Они ели при свете свечей, где-то текла вода, но на это никто не обращал внимания. Иван взял руку Марины и стал разглядывать линии. Она зажмурилась и вспомнила о морщинистой дыне. Ей показалось, что всю жизнь она ждала именно этого момента, что с самого рождения она знала, что Иван возьмёт её руку в свою и будет гадать, а её сердце зажмурится от счастья, боясь лишний раз дёрнуться, а потом они родят троих детей и сольют две жизни в их жизнь.
— Умрёшь ты во сне. У тебя будет двое мужей и двое детей. И успехов в жизни будет много.
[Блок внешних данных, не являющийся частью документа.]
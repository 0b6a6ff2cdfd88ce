use derivapp_core::store_keys;
use uuid::Uuid;

#[test]
fn entity_keys_are_prefixed_json() {
    let id = Uuid::new_v4();
    assert_eq!(store_keys::student(id), format!("students/{id}.json"));
    assert_eq!(store_keys::referral(id), format!("referrals/{id}.json"));
    assert_eq!(store_keys::appointment(id), format!("appointments/{id}.json"));
    assert_eq!(store_keys::form(id), format!("forms/{id}.json"));
    assert_eq!(store_keys::activity(id), format!("activity/{id}.json"));
}

#[test]
fn nested_keys_scope_by_referral() {
    let rid = Uuid::new_v4();
    let id = Uuid::new_v4();
    assert_eq!(
        store_keys::follow_up(rid, id),
        format!("followups/{rid}/{id}.json")
    );
    assert!(store_keys::follow_up(rid, id).starts_with(&store_keys::follow_ups_prefix(rid)));
    assert!(store_keys::intervention(rid, id).starts_with(&store_keys::interventions_prefix(rid)));
    assert!(store_keys::alert(rid, id).starts_with(&store_keys::alerts_prefix(rid)));
    assert!(store_keys::initial_alert(rid).starts_with(&store_keys::alerts_prefix(rid)));
    assert!(store_keys::alerts_prefix(rid).starts_with(store_keys::ALERTS_PREFIX));
}
use axum::extract::{Request, State};
use axum::http::StatusCode;
use axum::middleware::Next;
use axum::response::Response;
use tracing::warn;

use derivapp_auth::jwt;
use derivapp_auth::permissions::{Permission, Role};

use crate::error::ApiError;
use crate::state::AppState;

/// JWT validation middleware.
///
/// Extracts the `Authorization: Bearer <token>` header, verifies the
/// token against the identity provider's public key, and inserts
/// `AuthUser` into request extensions for handlers to use.
pub async fn require_auth(
    State(state): State<AppState>,
    mut req: Request,
    next: Next,
) -> Result<Response, StatusCode> {
    let auth_header = req
        .headers()
        .get("authorization")
        .and_then(|v| v.to_str().ok())
        .ok_or(StatusCode::UNAUTHORIZED)?;

    let token = auth_header
        .strip_prefix("Bearer ")
        .ok_or(StatusCode::UNAUTHORIZED)?;

    if token.is_empty() {
        return Err(StatusCode::UNAUTHORIZED);
    }

    let user = match &state.decoding_key {
        Some(key) => {
            let claims = jwt::validate_token(token, key, &state.user_pool_id, &state.region)
                .map_err(|e| {
                    warn!(error = %e, "token rejected");
                    StatusCode::UNAUTHORIZED
                })?;
            AuthUser {
                sub: claims.sub.clone(),
                role: claims.role(),
            }
        }
        // Dev fallback: no verification key configured, the raw token is
        // taken as the subject and granted admin. main() logs a warning
        // at startup when this path is active.
        None => AuthUser {
            sub: token.to_string(),
            role: Role::Admin,
        },
    };

    req.extensions_mut().insert(user);

    Ok(next.run(req).await)
}

/// Authenticated user extracted from JWT claims.
#[derive(Clone, Debug)]
pub struct AuthUser {
    pub sub: String,
    pub role: Role,
}

/// Refuse the request unless the caller's role carries the permission.
pub fn ensure(user: &AuthUser, permission: Permission) -> Result<(), ApiError> {
    if user.role.allows(permission) {
        Ok(())
    } else {
        Err(ApiError::Forbidden(
            "role does not allow this action".to_string(),
        ))
    }
}
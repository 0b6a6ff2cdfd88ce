use derivapp_core::models::alert::AlertLevel;
use derivapp_core::models::follow_up::FollowUpOutcome;
use derivapp_core::models::referral::{Priority, ReferralStatus};
use derivapp_core::models::follow_up::FollowUpOutcome::{Negative, Neutral, Pending, Positive};
use derivapp_risk::{assess, level_for};

const EPS: f64 = 1e-9;

#[test]
fn repeated_calls_are_bit_identical() {
    let outcomes = [Positive, Pending, Negative];
    let a = assess(&outcomes, Priority::Medium, ReferralStatus::Open);
    let b = assess(&outcomes, Priority::Medium, ReferralStatus::Open);
    assert_eq!(a.score_real.to_bits(), b.score_real.to_bits());
    assert_eq!(a.score_normalizado.to_bits(), b.score_normalizado.to_bits());
    assert_eq!(a.level, b.level);
}

#[test]
fn empty_follow_ups_use_the_neutral_default() {
    let a = assess(&[], Priority::Low, ReferralStatus::Open);
    // follow-up component is exactly 2 when there is no history
    let expected = 2.0 * 0.5 + 1.0 * 0.3 + 2.0 * 0.2;
    assert!((a.score_real - expected).abs() < EPS);
    // same as a single neutral follow-up
    let single = assess(&[Neutral], Priority::Low, ReferralStatus::Open);
    assert!((a.score_real - single.score_real).abs() < EPS);
}

#[test]
fn normalized_score_stays_in_bounds() {
    let outcome_sets: [&[FollowUpOutcome]; 4] = [
        &[],
        &[Positive],
        &[Negative, Negative, Negative],
        &[Positive, Neutral, Pending, Negative],
    ];
    for outcomes in outcome_sets {
        for priority in [Priority::High, Priority::Medium, Priority::Low] {
            for status in [ReferralStatus::Open, ReferralStatus::Closed] {
                let a = assess(outcomes, priority, status);
                assert!((0.0..=100.0).contains(&a.score_normalizado));
            }
        }
    }
}

#[test]
fn closed_low_priority_case_with_no_history_is_moderate() {
    let a = assess(&[], Priority::Low, ReferralStatus::Closed);
    assert!((a.score_real - 1.5).abs() < EPS);
    assert!((a.score_normalizado - 50.0).abs() < EPS);
    assert_eq!(a.level, AlertLevel::Moderate);
}

#[test]
fn open_high_priority_case_with_negative_history_is_critical() {
    let a = assess(&[Negative], Priority::High, ReferralStatus::Open);
    assert!((a.score_real - 2.8).abs() < EPS);
    assert!((a.score_normalizado - 2.8 / 3.0 * 100.0).abs() < EPS);
    assert_eq!(a.level, AlertLevel::Critical);
}

#[test]
fn closed_case_with_positive_history_is_low() {
    let a = assess(&[Positive], Priority::Low, ReferralStatus::Closed);
    assert!((a.score_real - 1.0).abs() < EPS);
    assert!((a.score_normalizado - 100.0 / 3.0).abs() < EPS);
    assert_eq!(a.level, AlertLevel::Low);
}

#[test]
fn mixed_follow_ups_average_order_independently() {
    let forward = assess(&[Positive, Negative], Priority::Low, ReferralStatus::Open);
    let backward = assess(&[Negative, Positive], Priority::Low, ReferralStatus::Open);
    let neutral = assess(&[Neutral], Priority::Low, ReferralStatus::Open);
    // (1 + 3) / 2 = 2, the neutral weight
    assert!((forward.score_real - neutral.score_real).abs() < EPS);
    assert!((forward.score_real - backward.score_real).abs() < EPS);
}

#[test]
fn unknown_categories_fall_back_to_the_documented_defaults() {
    let odd = assess(
        &[FollowUpOutcome::classify("unknown_value")],
        Priority::classify("unknown"),
        ReferralStatus::classify("unknown"),
    );
    let baseline = assess(&[Neutral], Priority::Low, ReferralStatus::Open);
    assert!((odd.score_real - baseline.score_real).abs() < EPS);
    assert!((odd.score_normalizado - baseline.score_normalizado).abs() < EPS);
    assert_eq!(odd.level, baseline.level);
}

#[test]
fn worsening_an_outcome_never_lowers_the_score() {
    for priority in [Priority::High, Priority::Medium, Priority::Low] {
        for status in [ReferralStatus::Open, ReferralStatus::Closed] {
            let better = assess(&[Positive, Pending], priority, status);
            let worse = assess(&[Negative, Pending], priority, status);
            assert!(worse.score_normalizado >= better.score_normalizado);
        }
    }
}

#[test]
fn rescoring_unchanged_inputs_is_idempotent() {
    let outcomes = [Pending, Negative];
    let first = assess(&outcomes, Priority::Medium, ReferralStatus::Open);
    let second = assess(&outcomes, Priority::Medium, ReferralStatus::Open);
    assert_eq!(first.score_real, second.score_real);
    assert_eq!(first.score_normalizado, second.score_normalizado);
    assert_eq!(first.level, second.level);
}

#[test]
fn buckets_have_no_gaps_or_overlaps() {
    assert_eq!(level_for(100.0), AlertLevel::Critical);
    assert_eq!(level_for(80.0), AlertLevel::Critical);
    assert_eq!(level_for(79.999), AlertLevel::High);
    assert_eq!(level_for(60.0), AlertLevel::High);
    assert_eq!(level_for(59.999), AlertLevel::Moderate);
    assert_eq!(level_for(40.0), AlertLevel::Moderate);
    assert_eq!(level_for(39.999), AlertLevel::Low);
    assert_eq!(level_for(0.0), AlertLevel::Low);
}

#[test]
fn assessment_serializes_with_the_wire_field_names() {
    let a = assess(&[Negative], Priority::High, ReferralStatus::Open);
    let json = serde_json::to_value(&a).unwrap();
    assert!(json.get("scoreReal").is_some());
    assert!(json.get("scoreNormalizado").is_some());
    assert_eq!(
        json.get("nivelAlerta").and_then(|v| v.as_str()),
        Some("Alerta crítica")
    );
}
— Детей у меня не будет, — сказала Марина, и её лицо исказила болезненная гримаса.
— Почему?
— Не может быть. Не хочу об этом.
— Тогда мы усыновим.
— Это не то.
— Это ещё лучше. Сразу два добрых дела.
— Я хочу своего, чтобы в нём текла моя кровь, билось моё сердце.
— Какая ты собственница. Зачем тебе уродовать тело.
— Тело изуродует время. А так я продолжу свой род, не дам исчезнуть моей фамилии.
— Как это?
— Я всегда хотела, чтобы у моего сына была моя фамилия.
— Одни МОЯ. А как же НАША?
— Какая тебе разница — у тебя есть Маша, а мне важно.
— Ну, тогда ты должна родить двоих сыновей.
— Да не могу я!
— Ну, тогда я тебя склонирую.
— Это возможно?
— Теоретически да.
— А практически?
— Где взять душу? Почему ты никогда об этом не рассказывала?
— Не люблю думать о плохом, а говорить тем более.
Марина пристально следила за ним. Его лицо было закрыто на все засовы, а сверху была приспущена безмятежность, чтобы ещё сложнее было пробраться внутрь.
— А что врачи?
— Да не хочу я!
— Извини. Пойдём в кровать. Я так по тебе соскучился.
Они легли в постель, Марина лежала на спине, отягчённая гипсом и стеснением, она отвыкла от Ивана. Женщине было стыдно, что он рассматривает её бесплодные груди, гладит по животу, в котором никто не может вырасти, целует плечи, которые никогда не согнутся над их ребёнком. Она высвободилась из-под его ласк и уселась в темноте, которая как мазут растеклась по всей комнате. Тени, гонимые светом проезжающих машин, вскарабкивались на постель и замирали, а потом таяли и уползали вниз, чтобы вновь набраться сил и вылезти наружу.